Erection of Arch Bridges

Erection conditions vary so widely that it is not possible to cover many in a way that is generally applicable to a specific structure.
Cantilever Erection. For arch bridges, except short spans, cantilever erection usually is used. This may require use of two or more temporary piers. Under some conditions, such as an arch over a deep valley where temporary piers are very costly, it may be more economical to use temporary tiebacks.
Particularly for long spans, erection of trussed arches often is simpler than erection of solid-ribbed arches. The weights of individual members arc much smaller, and trusses are better adapted to cantilever erection. The Hell-Gate-type truss (Art. 14.2) is particularly suitable because it requires little if any additional material in the truss on account of erection stresses.

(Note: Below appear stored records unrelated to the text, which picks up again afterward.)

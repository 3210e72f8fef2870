//! Radio session state machine.
//!
//! [`SessionState::apply`] is the only way the session changes. It is
//! synchronous and performs no IO: it returns the [`Effect`]s the driver must
//! carry out. Once the shutdown flag is set every later event is ignored.

use hearthlink_domain::id::BleAddress;

use crate::error::WirelessError;
use crate::radio::RadioState;

/// Coarse phase derived from the session flags.
#[derive(Debug, Clone, Copy, PartialEq, Eq)]
pub enum Phase {
    /// No power state reported yet.
    Unknown,
    /// The radio reported a state other than powered on.
    PoweringOn,
    Ready,
    Scanning,
    Connecting,
    Connected,
    /// Absorbing: the driver accepts no further operations.
    ShuttingDown,
}

/// Input to the state machine.
#[derive(Debug, Clone, Copy, PartialEq, Eq)]
pub enum SessionEvent {
    Power(RadioState),
    ScanStarted,
    /// Discovery was stopped on request; drops any pending resume.
    ScanStopped,
    /// A connection attempt to a peripheral begins.
    ConnectStarted,
    Connected(BleAddress),
    /// The connection attempt ended, successfully or not.
    ConnectionClosed,
    /// The deferred scan resume is about to run.
    ScanResuming,
    Shutdown,
}

/// Side effect requested by a transition.
#[derive(Debug, Clone, Copy, PartialEq, Eq)]
pub enum Effect {
    /// Stop the running scan before connecting.
    StopScan,
    /// Restart the scan that was paused for a connection.
    ResumeScan,
    /// Drop the registered discovery callback.
    ClearCallback,
}

/// Flags describing the single radio session.
#[derive(Debug, Clone, Default, PartialEq, Eq)]
pub struct SessionState {
    power: Option<RadioState>,
    scanning: bool,
    connecting: bool,
    connected: Option<BleAddress>,
    resume_scan: bool,
    shutdown: bool,
}

impl SessionState {
    #[must_use]
    pub fn phase(&self) -> Phase {
        if self.shutdown {
            return Phase::ShuttingDown;
        }
        match self.power {
            None | Some(RadioState::Unknown) => Phase::Unknown,
            Some(RadioState::PoweredOff) => Phase::PoweringOn,
            Some(RadioState::PoweredOn) => {
                if self.connected.is_some() {
                    Phase::Connected
                } else if self.connecting {
                    Phase::Connecting
                } else if self.scanning {
                    Phase::Scanning
                } else {
                    Phase::Ready
                }
            }
        }
    }

    #[must_use]
    pub fn is_shut_down(&self) -> bool {
        self.shutdown
    }

    #[must_use]
    pub fn is_scanning(&self) -> bool {
        self.scanning
    }

    #[must_use]
    pub fn is_connecting(&self) -> bool {
        self.connecting || self.connected.is_some()
    }

    #[must_use]
    pub fn wants_resume(&self) -> bool {
        self.resume_scan
    }

    /// Check the session can take a control write.
    ///
    /// # Errors
    ///
    /// Returns [`WirelessError::AdapterUnavailable`] unless the radio is
    /// ready or scanning, and [`WirelessError::Busy`] while another
    /// connection is open.
    pub fn check_writable(&self) -> Result<(), WirelessError> {
        match self.phase() {
            Phase::Ready | Phase::Scanning => Ok(()),
            Phase::Connecting | Phase::Connected => Err(WirelessError::Busy),
            Phase::Unknown | Phase::PoweringOn | Phase::ShuttingDown => {
                Err(WirelessError::AdapterUnavailable)
            }
        }
    }

    /// Apply `event`, returning the effects the driver must perform.
    pub fn apply(&mut self, event: SessionEvent) -> Vec<Effect> {
        if self.shutdown {
            return Vec::new();
        }

        match event {
            SessionEvent::Power(RadioState::PoweredOn) => {
                self.power = Some(RadioState::PoweredOn);
                Vec::new()
            }
            SessionEvent::Power(state) => {
                self.power = Some(state);
                let busy = self.scanning || self.connecting || self.connected.is_some();
                self.scanning = false;
                self.connecting = false;
                self.connected = None;
                self.resume_scan = false;
                if busy { vec![Effect::ClearCallback] } else { Vec::new() }
            }
            SessionEvent::ScanStarted => {
                self.scanning = true;
                Vec::new()
            }
            SessionEvent::ScanStopped => {
                self.scanning = false;
                self.resume_scan = false;
                Vec::new()
            }
            SessionEvent::ConnectStarted => {
                self.connecting = true;
                if self.scanning {
                    self.scanning = false;
                    self.resume_scan = true;
                    vec![Effect::StopScan]
                } else {
                    Vec::new()
                }
            }
            SessionEvent::Connected(address) => {
                if self.connecting {
                    self.connecting = false;
                    self.connected = Some(address);
                }
                Vec::new()
            }
            SessionEvent::ConnectionClosed => {
                self.connecting = false;
                self.connected = None;
                if self.resume_scan { vec![Effect::ResumeScan] } else { Vec::new() }
            }
            SessionEvent::ScanResuming => {
                self.resume_scan = false;
                Vec::new()
            }
            SessionEvent::Shutdown => {
                *self = Self {
                    shutdown: true,
                    ..Self::default()
                };
                vec![Effect::ClearCallback]
            }
        }
    }
}
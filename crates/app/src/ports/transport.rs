//! Transport client port: the three channels a command can travel on.

use std::future::Future;
use std::sync::Arc;

use hearthlink_domain::device::{DeviceRecord, Transport};
use hearthlink_domain::error::BridgeError;

/// A client able to deliver one transport's payload to a device.
///
/// Implementations log their own failures; the dispatcher only decides
/// whether to fall through to the next transport.
pub trait TransportClient: Send + Sync {
    /// Payload shape this transport accepts.
    type Payload: Send + Sync;

    /// Which transport this client drives.
    fn transport(&self) -> Transport;

    /// Deliver `payload` to `device`.
    ///
    /// # Errors
    ///
    /// Returns [`BridgeError::Transport`] when the device could not be
    /// reached.
    fn update_device(
        &self,
        device: &DeviceRecord,
        payload: &Self::Payload,
    ) -> impl Future<Output = Result<(), BridgeError>> + Send;
}

impl<T: TransportClient> TransportClient for Arc<T> {
    type Payload = T::Payload;

    fn transport(&self) -> Transport {
        (**self).transport()
    }

    fn update_device(
        &self,
        device: &DeviceRecord,
        payload: &Self::Payload,
    ) -> impl Future<Output = Result<(), BridgeError>> + Send {
        (**self).update_device(device, payload)
    }
}
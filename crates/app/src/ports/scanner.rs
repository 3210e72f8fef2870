//! Sensor scanner port: passive wireless discovery.

use std::future::Future;
use std::sync::Arc;

use hearthlink_domain::error::BridgeError;
use hearthlink_domain::id::BleAddress;
use hearthlink_domain::update::RawUpdate;

/// Callback receiving one decoded advertisement.
pub type ReadingSink = Arc<dyn Fn(BleAddress, RawUpdate) + Send + Sync>;

/// Wireless discovery of advertising sensors.
pub trait SensorScanner: Send + Sync {
    /// Start scanning and deliver each decoded reading to `sink`.
    ///
    /// # Errors
    ///
    /// Returns [`BridgeError::Transport`] when the radio cannot scan.
    fn start_discovery(
        &self,
        sink: ReadingSink,
    ) -> impl Future<Output = Result<(), BridgeError>> + Send;

    /// Stop scanning and drop the sink.
    ///
    /// # Errors
    ///
    /// Returns [`BridgeError::Transport`] when the radio refuses to stop.
    fn stop_discovery(&self) -> impl Future<Output = Result<(), BridgeError>> + Send;
}
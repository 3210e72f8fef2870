//! Port definitions: traits that adapters implement.
//!
//! Ports are the boundaries between the application core and the outside world.
//! They are defined here (in `app`) so that both the use-case layer and the
//! adapter layer can depend on them without creating circular dependencies.

pub mod handler;
pub mod scanner;
pub mod transport;

pub use handler::DeviceHandler;
pub use scanner::{ReadingSink, SensorScanner};
pub use transport::TransportClient;
//! Built-in profiles.

use super::{DeviceProfile, PowerControl, QueryDecoder, SpeedScale, SpeedTable};

const APPLIANCE_ON: &str = "MwEBAAAAAAAAAAAAAAAAAAAAADM=";
const APPLIANCE_OFF: &str = "MwEAAAAAAAAAAAAAAAAAAAAAADI=";

const FAN_SPEED_CODES: &[&str] = &[
    "MwUBAQAAAAAAAAAAAAAAAAAAADY=",
    "MwUBAgAAAAAAAAAAAAAAAAAAADU=",
    "MwUBAwAAAAAAAAAAAAAAAAAAADQ=",
    "MwUBBAAAAAAAAAAAAAAAAAAAADM=",
    "MwUBBQAAAAAAAAAAAAAAAAAAADI=",
    "MwUBBgAAAAAAAAAAAAAAAAAAADE=",
    "MwUBBwAAAAAAAAAAAAAAAAAAADA=",
    "MwUBCAAAAAAAAAAAAAAAAAAAAD8=",
    "MwUBCQAAAAAAAAAAAAAAAAAAAD4=",
    "MwUBCgAAAAAAAAAAAAAAAAAAAD0=",
    "MwUBCwAAAAAAAAAAAAAAAAAAADw=",
    "MwUBDAAAAAAAAAAAAAAAAAAAADs=",
];

/// Fallback for anything not listed: a dimmable colour light.
pub static GENERIC_LIGHT: DeviceProfile = DeviceProfile {
    name: "light",
    models: &[],
    power: PowerControl::Semantic,
    speed: None,
    swing: false,
    night_light: false,
    light: true,
    sensor: false,
    query: QueryDecoder::None,
};

pub static H7105: DeviceProfile = DeviceProfile {
    name: "H7105",
    models: &["H7105"],
    power: PowerControl::Coded {
        on: APPLIANCE_ON,
        off: APPLIANCE_OFF,
    },
    speed: Some(SpeedTable {
        codes: FAN_SPEED_CODES,
        scale: SpeedScale::Percent,
    }),
    swing: true,
    night_light: true,
    light: false,
    sensor: false,
    query: QueryDecoder::Fan,
};

pub static H7106: DeviceProfile = DeviceProfile {
    name: "H7106",
    models: &["H7106"],
    power: PowerControl::Coded {
        on: APPLIANCE_ON,
        off: APPLIANCE_OFF,
    },
    speed: Some(SpeedTable {
        codes: FAN_SPEED_CODES.split_at(8).0,
        scale: SpeedScale::Percent,
    }),
    swing: false,
    night_light: false,
    light: false,
    sensor: false,
    query: QueryDecoder::Fan,
};

pub static H7107: DeviceProfile = DeviceProfile {
    name: "H7107",
    models: &["H7107"],
    power: PowerControl::Coded {
        on: APPLIANCE_ON,
        off: APPLIANCE_OFF,
    },
    speed: Some(SpeedTable {
        codes: FAN_SPEED_CODES,
        scale: SpeedScale::Level,
    }),
    swing: true,
    night_light: true,
    light: false,
    sensor: false,
    query: QueryDecoder::Fan,
};

pub static H7172: DeviceProfile = DeviceProfile {
    name: "H7172",
    models: &["H7172"],
    power: PowerControl::Coded {
        on: "MwUCAAAAAAAAAAAAAAAAAAAAADQ=",
        off: "MxkAAAAAAAAAAAAAAAAAAAAAACo=",
    },
    speed: None,
    swing: false,
    night_light: false,
    light: false,
    sensor: false,
    query: QueryDecoder::IceMaker,
};

pub static H5109: DeviceProfile = DeviceProfile {
    name: "H5109",
    models: &["H5109"],
    power: PowerControl::None,
    speed: None,
    swing: false,
    night_light: false,
    light: false,
    sensor: true,
    query: QueryDecoder::None,
};

/// Every model-specific profile.
pub static CATALOG: &[&DeviceProfile] = &[&H7105, &H7106, &H7107, &H7172, &H5109];

/// Profile for `model`, falling back to [`GENERIC_LIGHT`].
#[must_use]
pub fn lookup(model: &str) -> &'static DeviceProfile {
    CATALOG
        .iter()
        .copied()
        .find(|profile| profile.models.contains(&model))
        .unwrap_or(&GENERIC_LIGHT)
}
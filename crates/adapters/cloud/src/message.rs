//! Wire format of cloud bus messages.
//!
//! Outgoing messages wrap a command in a `msg` envelope:
//!
//! ```json
//! {"msg":{"cmd":"turn","data":{"val":1},"cmdVersion":0,"transaction":"v_1700000000000000","type":1}}
//! ```
//!
//! Incoming account messages are flat status objects keyed by `device`.

use serde::Serialize;
use serde_json::Value;

use hearthlink_app::bridge::InboundUpdate;
use hearthlink_domain::id::DeviceId;
use hearthlink_domain::payload::CloudPayload;
use hearthlink_domain::time::Timestamp;
use hearthlink_domain::update::{RawUpdate, UpdateSource};

use crate::error::CloudError;

const COMMAND_VERSION: u8 = 0;
const STATUS_VERSION: u8 = 2;
const TYPE_COMMAND: u8 = 1;
const TYPE_STATUS: u8 = 0;

#[derive(Debug, Serialize)]
struct Envelope<'a> {
    msg: Message<'a>,
}

#[derive(Debug, Serialize)]
#[serde(rename_all = "camelCase")]
struct Message<'a> {
    cmd: &'a str,
    #[serde(skip_serializing_if = "Option::is_none")]
    data: Option<&'a Value>,
    cmd_version: u8,
    transaction: &'a str,
    #[serde(rename = "type")]
    kind: u8,
    #[serde(skip_serializing_if = "Option::is_none")]
    account_topic: Option<&'a str>,
}

/// Transaction tag: `v_` followed by the time in microseconds.
#[must_use]
pub fn transaction_id(at: Timestamp) -> String {
    format!("v_{}000", at.timestamp_millis())
}

/// Encode a device command.
///
/// # Errors
///
/// Returns [`CloudError::Encode`] if the payload data cannot be serialised.
pub fn command(
    payload: &CloudPayload,
    transaction: &str,
    account_topic: Option<&str>,
) -> Result<Vec<u8>, CloudError> {
    encode(&Envelope {
        msg: Message {
            cmd: &payload.cmd,
            data: Some(&payload.data),
            cmd_version: COMMAND_VERSION,
            transaction,
            kind: TYPE_COMMAND,
            account_topic,
        },
    })
}

/// Encode a status request; the device answers on the account topic.
///
/// # Errors
///
/// Returns [`CloudError::Encode`] if serialisation fails.
pub fn status_request(
    transaction: &str,
    account_topic: Option<&str>,
) -> Result<Vec<u8>, CloudError> {
    encode(&Envelope {
        msg: Message {
            cmd: "status",
            data: None,
            cmd_version: STATUS_VERSION,
            transaction,
            kind: TYPE_STATUS,
            account_topic,
        },
    })
}

fn encode(envelope: &Envelope<'_>) -> Result<Vec<u8>, CloudError> {
    serde_json::to_vec(envelope).map_err(CloudError::Encode)
}

/// Decode an account message into an inbound update.
///
/// Messages without a usable `device` field are not device updates and
/// yield `None`.
///
/// # Errors
///
/// Returns [`CloudError::PayloadParse`] when the payload is not a JSON
/// status object.
pub fn parse_incoming(payload: &[u8]) -> Result<Option<InboundUpdate>, CloudError> {
    let value: Value = serde_json::from_slice(payload).map_err(CloudError::PayloadParse)?;
    let Some(device) = value.get("device").and_then(Value::as_str) else {
        return Ok(None);
    };
    let Ok(id) = DeviceId::parse(device) else {
        tracing::debug!(device, "ignoring message for malformed device id");
        return Ok(None);
    };

    let raw = RawUpdate::from_json(UpdateSource::Cloud, value).map_err(CloudError::PayloadParse)?;
    Ok(Some(InboundUpdate::Device { id, raw }))
}
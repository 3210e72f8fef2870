//! # hearthlink-adapter-ble
//!
//! Wireless transport: writes control frames to devices over BLE and
//! passively decodes thermo-hygrometer advertisements.
//!
//! ## How it works
//!
//! [`WirelessDriver`] owns the single radio session. Its state lives in a
//! pure state machine ([`session::SessionState`]) fed by radio events and by
//! the driver's own operations. A control write pauses any running scan,
//! connects, writes one frame to [`CONTROL_CHARACTERISTIC`] without
//! response, disconnects and resumes the scan after a short delay.
//!
//! The radio itself sits behind the [`radio::Radio`] trait so the driver can
//! be exercised without hardware; [`BtleplugRadio`] is the production
//! implementation.
//!
//! ## Supported sensor advertisements
//!
//! | Company | Payload length | Models | Encoding |
//! |---------|----------------|--------|----------|
//! | `0xEC88` | 6 bytes | H5072, H5075 | packed 24-bit big-endian |
//! | `0xEC88` | 7 bytes | H5074 | little-endian hundredths |
//! | `0x0001` | 9 bytes | H5179 | little-endian hundredths |
//!
//! ## Dependency rule
//!
//! Depends on `hearthlink-app` (ports) and `hearthlink-domain` only.

mod btleplug_radio;
mod config;
mod driver;
mod error;
pub mod radio;
pub mod sensor;
pub mod session;

pub use btleplug_radio::{BtleplugLink, BtleplugRadio};
pub use config::{BleConfig, MIN_REFRESH_SECS};
pub use driver::{CONTROL_CHARACTERISTIC, WirelessDriver};
pub use error::{PayloadParseError, WirelessError};

/// Driver running on the host's Bluetooth stack.
pub type BleDriver = WirelessDriver<BtleplugRadio>;
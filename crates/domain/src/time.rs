//! Time and timestamp helpers.

use chrono::{DateTime, Utc};

/// UTC timestamp attached to reconciled updates.
pub type Timestamp = DateTime<Utc>;

/// Return the current UTC time.
#[must_use]
pub fn now() -> Timestamp {
    Utc::now()
}
//! Device profiles: per-model behaviour described as data.
//!
//! A [`DeviceProfile`] lists what a model family supports and the code
//! tables it needs. The same state machine ([`DeviceState`]) serves every
//! profile: [`DeviceProfile::plan`] turns a user [`Intent`] into the
//! [`Command`] to dispatch, [`DeviceProfile::commit`] records it once the
//! dispatch succeeded, and [`DeviceProfile::apply`] folds reconciled updates
//! back into the cached state.

mod catalog;
mod query;
mod state;

pub use catalog::{CATALOG, GENERIC_LIGHT, H5109, H7105, H7106, H7107, H7172, lookup};
pub use query::{QueryCode, QueryDecoder};
pub use state::{DeviceState, StateChange};

use crate::codec::frame;
use crate::command::{Command, PowerState, Rgb};

/// How a profile switches the device on and off.
#[derive(Debug, Clone, Copy, PartialEq, Eq)]
pub enum PowerControl {
    /// Not switchable (sensors).
    None,
    /// Semantic `state` command.
    Semantic,
    /// Pre-encoded `ptReal` codes.
    Coded {
        on: &'static str,
        off: &'static str,
    },
}

/// How a speed value maps onto the code table.
#[derive(Debug, Clone, Copy, PartialEq, Eq)]
pub enum SpeedScale {
    /// `0..=100` percentage bucketed into levels.
    Percent,
    /// Level number `1..=len`.
    Level,
}

/// Fan speed code table. Entry `n` is the code for level `n + 1`.
#[derive(Debug, Clone, Copy, PartialEq, Eq)]
pub struct SpeedTable {
    pub codes: &'static [&'static str],
    pub scale: SpeedScale,
}

impl SpeedTable {
    /// Number of speed levels.
    #[must_use]
    pub fn levels(&self) -> u8 {
        u8::try_from(self.codes.len()).unwrap_or(u8::MAX)
    }

    /// Level selected by a user value, `None` for zero.
    ///
    /// # Errors
    ///
    /// Returns [`ProfileError::SpeedOutOfRange`] for level values above the
    /// table size or percentages above 100.
    pub fn level_for(&self, value: u8) -> Result<Option<u8>, ProfileError> {
        if value == 0 {
            return Ok(None);
        }
        let levels = self.levels();
        match self.scale {
            SpeedScale::Percent if value <= 100 => {
                let level = (u16::from(value) * u16::from(levels)).div_ceil(100);
                Ok(Some(u8::try_from(level).unwrap_or(levels).clamp(1, levels)))
            }
            SpeedScale::Level if value <= levels => Ok(Some(value)),
            _ => Err(ProfileError::SpeedOutOfRange(value)),
        }
    }

    /// User-facing value for a level.
    #[must_use]
    pub fn report(&self, level: u8) -> u8 {
        match self.scale {
            SpeedScale::Percent => {
                let percent = u16::from(level) * 100 / u16::from(self.levels().max(1));
                u8::try_from(percent.min(100)).unwrap_or(100)
            }
            SpeedScale::Level => level,
        }
    }

    fn code(&self, level: u8) -> Option<&'static str> {
        self.codes.get(usize::from(level).checked_sub(1)?).copied()
    }
}

/// Data description of one model family.
#[derive(Debug, Clone, Copy, PartialEq, Eq)]
pub struct DeviceProfile {
    pub name: &'static str,
    pub models: &'static [&'static str],
    pub power: PowerControl,
    pub speed: Option<SpeedTable>,
    pub swing: bool,
    pub night_light: bool,
    /// Brightness, colour and colour temperature through semantic commands.
    pub light: bool,
    /// Battery-powered sensor fed by wireless advertisements and polling.
    pub sensor: bool,
    pub query: QueryDecoder,
}

/// A user-level request against a device.
#[derive(Debug, Clone, Copy, PartialEq, Eq)]
pub enum Intent {
    SetActive(bool),
    SetSpeed(u8),
    SetSwing(bool),
    SetLight(bool),
    SetLightBrightness(u8),
    SetLightColour(Rgb),
    SetBrightness(u8),
    SetColour(Rgb),
    SetColourTemperature(u16),
}

impl Intent {
    #[must_use]
    pub fn name(&self) -> &'static str {
        match self {
            Self::SetActive(_) => "set_active",
            Self::SetSpeed(_) => "set_speed",
            Self::SetSwing(_) => "set_swing",
            Self::SetLight(_) => "set_light",
            Self::SetLightBrightness(_) => "set_light_brightness",
            Self::SetLightColour(_) => "set_light_colour",
            Self::SetBrightness(_) => "set_brightness",
            Self::SetColour(_) => "set_colour",
            Self::SetColourTemperature(_) => "set_colour_temperature",
        }
    }
}

/// Reasons an intent cannot be turned into a command.
#[derive(Debug, thiserror::Error, PartialEq, Eq)]
pub enum ProfileError {
    #[error("{profile} does not support {intent}")]
    Unsupported {
        profile: &'static str,
        intent: &'static str,
    },

    #[error("speed {0} out of range")]
    SpeedOutOfRange(u8),

    /// Swing commands reuse the last reported swing frame; none has been
    /// seen yet.
    #[error("swing state unknown until the device reports it")]
    SwingStateUnknown,
}

impl DeviceProfile {
    fn unsupported(&self, intent: Intent) -> ProfileError {
        ProfileError::Unsupported {
            profile: self.name,
            intent: intent.name(),
        }
    }

    /// Command needed to carry out `intent`, or `None` when the cached state
    /// already matches.
    ///
    /// # Errors
    ///
    /// Returns a [`ProfileError`] when the profile does not support the
    /// intent or lacks the state to build the command.
    pub fn plan(
        &self,
        state: &DeviceState,
        intent: Intent,
    ) -> Result<Option<Command>, ProfileError> {
        match intent {
            Intent::SetActive(on) => {
                if state.power == Some(PowerState::from(on)) {
                    return Ok(None);
                }
                match self.power {
                    PowerControl::None => Err(self.unsupported(intent)),
                    PowerControl::Semantic => Ok(Some(Command::State(on.into()))),
                    PowerControl::Coded { on: on_code, off } => Ok(Some(Command::PtReal(
                        (if on { on_code } else { off }).to_string(),
                    ))),
                }
            }
            Intent::SetSpeed(value) => {
                let table = self.speed.ok_or_else(|| self.unsupported(intent))?;
                let Some(level) = table.level_for(value)? else {
                    return Ok(None);
                };
                if state.speed == Some(level) {
                    return Ok(None);
                }
                let code = table.code(level).ok_or(ProfileError::SpeedOutOfRange(value))?;
                Ok(Some(Command::PtReal(code.to_string())))
            }
            Intent::SetSwing(on) => {
                if !self.swing {
                    return Err(self.unsupported(intent));
                }
                if state.swing == Some(PowerState::from(on)) {
                    return Ok(None);
                }
                let tail = state
                    .swing_frame
                    .as_deref()
                    .and_then(|frame| frame.get(3..7))
                    .ok_or(ProfileError::SwingStateUnknown)?;
                let mut values = vec![0x3A, 0x1D, u8::from(on)];
                values.extend_from_slice(tail);
                Ok(Some(Command::MultiSync(frame::encode_code(&values))))
            }
            Intent::SetLight(on) => {
                if !self.night_light {
                    return Err(self.unsupported(intent));
                }
                if state.light == Some(PowerState::from(on)) {
                    return Ok(None);
                }
                let code = frame::encode_code(&[0x3A, 0x1B, 0x01, 0x01, u8::from(on)]);
                Ok(Some(Command::MultiSync(code)))
            }
            Intent::SetLightBrightness(level) => {
                if !self.night_light {
                    return Err(self.unsupported(intent));
                }
                if state.light_brightness == Some(level) {
                    return Ok(None);
                }
                let code = frame::encode_code(&[0x3A, 0x1B, 0x01, 0x02, level.min(100)]);
                Ok(Some(Command::MultiSync(code)))
            }
            Intent::SetLightColour(rgb) => {
                if !self.night_light {
                    return Err(self.unsupported(intent));
                }
                if state.light_rgb == Some(rgb) {
                    return Ok(None);
                }
                let code = frame::encode_code(&[0x3A, 0x1B, 0x05, 0x0D, rgb.r, rgb.g, rgb.b]);
                Ok(Some(Command::MultiSync(code)))
            }
            Intent::SetBrightness(level) => {
                if !self.light {
                    return Err(self.unsupported(intent));
                }
                if state.brightness == Some(level) {
                    return Ok(None);
                }
                Ok(Some(Command::Brightness(level.min(100))))
            }
            Intent::SetColour(rgb) => {
                if !self.light {
                    return Err(self.unsupported(intent));
                }
                if state.rgb == Some(rgb) {
                    return Ok(None);
                }
                Ok(Some(Command::Color(rgb)))
            }
            Intent::SetColourTemperature(kelvin) => {
                if !self.light {
                    return Err(self.unsupported(intent));
                }
                if state.kelvin == Some(kelvin) {
                    return Ok(None);
                }
                Ok(Some(Command::ColorTemperature(kelvin)))
            }
        }
    }

    /// Record a dispatched intent in the cached state.
    pub fn commit(&self, state: &mut DeviceState, intent: Intent) {
        match intent {
            Intent::SetActive(on) => state.power = Some(on.into()),
            Intent::SetSpeed(value) => {
                if let Some(Ok(Some(level))) = self.speed.map(|t| t.level_for(value)) {
                    state.speed = Some(level);
                }
            }
            Intent::SetSwing(on) => state.swing = Some(on.into()),
            Intent::SetLight(on) => state.light = Some(on.into()),
            Intent::SetLightBrightness(level) => {
                state.light_brightness = Some(level);
                if level == 0 {
                    state.light = Some(PowerState::Off);
                }
            }
            Intent::SetLightColour(rgb) => state.light_rgb = Some(rgb),
            Intent::SetBrightness(level) => state.brightness = Some(level),
            Intent::SetColour(rgb) => {
                state.rgb = Some(rgb);
                state.kelvin = None;
            }
            Intent::SetColourTemperature(kelvin) => state.kelvin = Some(kelvin),
        }
    }
}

For many double-deck bridges, use of trusses for the arch ties simplifies erection when trusses are deep enough and the sections large enough to make cantilever erection possible and at the same time to maintain a clear opening to satisfy temporary navigation or other clearance requirements.
Control of Stress Distribution. For trussed arches designed to act as three-hinged, under partial or full dead load, closure procedures are simple and positive. Normally, the two halves of the arch are erected to ensure that the crown hinge is high and open. A top-chord member at the crown is temporarily omitted. The trusses are then closed by releasing the tiebacks or lowering temporary intermediate supports. After all dead load for the three-hinged condition is on the span, the top chord is closed by inserting the final member. During this operation consideration must be given to temperature effects to ensure that closure conditions conform to temperature-stress assumptions.

If a trussed arch has been designed to act as two-hinged under all conditions of loading, the procedure may be first to close the arch as three-hinged. Then, jacks are used at the crown to attain the calculated stress condition for top and bottom chords under the closing erection load and temperature condition. This procedure, however, is not as positive and not as certain of attaining agreement between actual and calculated stresses as the other procedure described. (There is a difference of opinion among bridge engineers on this point.)
Another means of controlling stress distribution may be used for tied arches. Suspender lengths are adjusted to alter stresses in both the arch ribs and the ties.
Fixed Bases. For solid-ribbed arches to be erected over deep valleys, there may be a considerable advantage in fixing the ends of the ribs. If this is not provided for in design, it may be necessary to provide temporary means for fixing bases for cantilever erection of the first sections of the ribs. If the structure is designed for fixed ends, it may be possible to erect several sections as cantilevers before it becomes necessary to install temporary tiebacks.